1. 26.
    +2
    korkudan iki elimi yumruk yapıp ağzıma soktum. sonra bu korkumun yersiz olduğuna karar verip durdum. nasıl olsa bir gün kurbanlarım bulunacaktı polis tarafından. bunun bu kadar erken olması bana zekamı sorgulatsa da kabul etmeliydim ki o olay sırasında tamamen bilinçsizce hareket etmiştim ve bunun bir daha başıma gelmesine asla izin vermeyecektim.

    hem onları bana ulaştıracak bir kanıt da yoktu ceset üzerinde yahut etrafta. derin bir nefes alıp ayağa kalktım, montumu giydim ve dışarı çıktım. saat 09:00 civarıydı, etraf sakin sayılırdı. sokaklarda yürüdüm biraz.
    ···
  2. 27.
    +1
    bambaşka biri olmuştum, bunu hissedebiliyordum. üzerime doğru yürüyen sokak köpeğinden, etraftakilere çaktırmadan uzaklaşma uğraşlarına girmiyordum artık. ya da bir telefoncunun vitrinindeki telefonlara bakarken telefoncu kapının önüne geldiği zaman koşar adım uzaklaşmıyordum. tamamen değişmiştim. bu hoşuma gitmişti. eğer daha fazla öldürmek bu halimi daha iyileştirecekse, tüm şehrin dıbına koyardım.
    ···
  3. 28.
    +2
    Bu duyguların verdiği etkiyle gülümserken karşıdan gelen bir kadının bu mimiğime karşılık vermesiyle irkildim. Resmen bana bakıp sırıtmıştı. Tatlı, sıcak bir sırıtıştı bu. Kalbim amacından sapmış, gereksiz bir tempoyla atıyordu.
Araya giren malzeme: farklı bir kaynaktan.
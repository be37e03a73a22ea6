//! Protocol module containing the message catalog and the line codec.

pub mod codec;
pub mod messages;

pub use codec::{decode_message, encode_event, encode_move, CodecError};
pub use messages::{MessageKind, ProtocolEvent};
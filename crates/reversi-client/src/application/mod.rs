//! Application layer use cases for the client application.
//!
//! # What use cases does the client have?
//!
//! - **`play_move`** – Validates a move the local player asked for against the
//!   current board and, when it passes, hands it to a [`MoveSubmitter`].  The
//!   network client is injected as the submitter at construction time.
//!
//! - **`game_status`** – Condenses a [`reversi_core::BoardSnapshot`] into the
//!   short status strings the presentation shows (whose turn, moves left,
//!   final result).

pub mod game_status;
pub mod play_move;

pub use game_status::StatusSummary;
pub use play_move::{MoveRequestOutcome, MoveSubmitter, PlayMoveUseCase, SubmitError};
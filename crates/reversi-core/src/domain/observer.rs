//! Observer contract for [`BoardModel`](super::BoardModel) change notifications.
//!
//! # What does an observer receive?
//!
//! Nothing but the fact that something changed.  The model passes a reference
//! to itself and the observer re-reads whatever it needs (usually through
//! [`BoardModel::snapshot`](super::BoardModel::snapshot)).  Re-deriving the
//! whole view is cheap and idempotent, so there is no diff payload.
//!
//! # Rules for observers
//!
//! - Observers are called on the thread that performed the mutation, which is
//!   normally the network receive loop.  Keep the callback short; hand heavy
//!   work to another thread (see [`ChannelObserver`]).
//! - Observers may read the model freely: no model lock is held while they run.
//! - Observers must not mutate the model from inside the callback.

use std::sync::mpsc;
use std::sync::{Mutex, PoisonError};

use super::board::BoardModel;

/// Receives a notification after every successful board mutation.
pub trait BoardObserver: Send + Sync {
    /// Called exactly once per mutation, after the mutation is complete and
    /// all model locks have been released.
    fn board_changed(&self, model: &BoardModel);
}

/// Handle returned by `subscribe`, used to unsubscribe later.
#[derive(Debug, Clone, Copy, PartialEq, Eq, Hash)]
pub struct SubscriptionId(pub(crate) u64);

/// Unit message delivered by [`BoardModel::watch`](super::BoardModel::watch).
#[derive(Debug, Clone, Copy, PartialEq, Eq)]
pub struct BoardChanged;

/// Adapts a closure into a [`BoardObserver`].
pub(crate) struct FnObserver<F>(pub(crate) F);

impl<F> BoardObserver for FnObserver<F>
where
    F: Fn(&BoardModel) + Send + Sync,
{
    fn board_changed(&self, model: &BoardModel) {
        (self.0)(model)
    }
}

/// Forwards each notification onto an `mpsc` channel.
///
/// The callback never blocks: `Sender::send` on an unbounded channel only
/// fails once the receiver is gone, in which case the notification is dropped.
pub(crate) struct ChannelObserver {
    tx: Mutex<mpsc::Sender<BoardChanged>>,
}

impl ChannelObserver {
    pub(crate) fn new(tx: mpsc::Sender<BoardChanged>) -> Self {
        Self { tx: Mutex::new(tx) }
    }
}

impl BoardObserver for ChannelObserver {
    fn board_changed(&self, _model: &BoardModel) {
        let tx = self.tx.lock().unwrap_or_else(PoisonError::into_inner);
        let _ = tx.send(BoardChanged);
    }
}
Dönüp arkasından seyrettim. Solumda bir ara sokak vardı. Eğer yeterli hızda koşarsam önüne çıkabilirdim. Hiç düşünmeden koşmaya başladım. Birkaç kere çöp tenekelerinden zıplayan kediler çığlık atmama sebep olduysa da vaktinden önce ulaştım hedeflediğim noktaya.
    ···
  4. 29.
    +2
    Hızlanan nefes alışverişimi düzene sokmak için derin bir nefes aldım. Üstümü başımı düzeltip yürümeye başladım. Geliyordu. Acaba beni hatırlayacak mıydı? Yoksa deja vu deyip geçiştirecek miydi? iyice yaklaştı. Saçlarının bir kısmı yüzünü kapatıyordu. O kısımları merak ettim. Etkileyici bir kadındı. Hani bazı filmlerde arka masada oturur da sizde ‘kesin bu kadın olayın içinde’ düşüncesini oluşturur ya, öyle bir kadın işte. Artık aramızdaki mesafe iyice daralmıştı. Gülümsemeliydim. Abartmak istemiyordum, hafif bir gülümseyiş olmalıydı. Bir türlü beceremiyordum. 2 adım sonra yanımdan geçip gidecekti. Suratım garip şekillere giriyordu. Şaşkınlıkla bana baktı. Rezil olmuştum. Yanımdan geçerken cebimden çakımı çıkarıp kulağının altından boğazına soktum.
    ···
  5. 30.
    +2
    Sol elimle alnını tutup kafasının arkasını göğsüme bastırdım. Çakıyı sağa sola oynattıkça içim titriyordu. Bir an bayılacak gibi oldum ama toparlandım. Soğuk kanlı, pgibopat, duyguları olmayan bir katildim ben. Ama kan da insan gibi fışkırmıyordu ki amk. Gözlerimi kapattım. Çırpınmaları zayıfladı ve kendinden geçti. Kollarının altından tutup arkamdaki ara sokağa çektim kurbanımı. Çöp tenekesinin çıkmaz tarafa bakan yanına koydum. Evsizlerin yattığı kartonlarla üzerini örttükten sonra dudağına küçük bir öpücük kondurup ayrıldım oradan.
    ···
  6. 31.
    +1
    Dizlerim titreye titreye yürüyordum. Az önce olanlar kafamın içinde tekrar ederken son öpücüğün hata olduğuna karar verdim. Eğer tükürüğüm orada kaldıysa beni yakalayabilirlerdi. Hemen bi markete girip çamaşır suyu aldım. Koşarak hale’nin (ona bu ismi takmıştım.) yanına gittim. Çamaşır suyunu kafasından aşağıya boşalttım. Dudaklarına dudaklarına yedirdim. Rahatlamıştım. Bu çamaşır suyu da döl gibi kokuyor.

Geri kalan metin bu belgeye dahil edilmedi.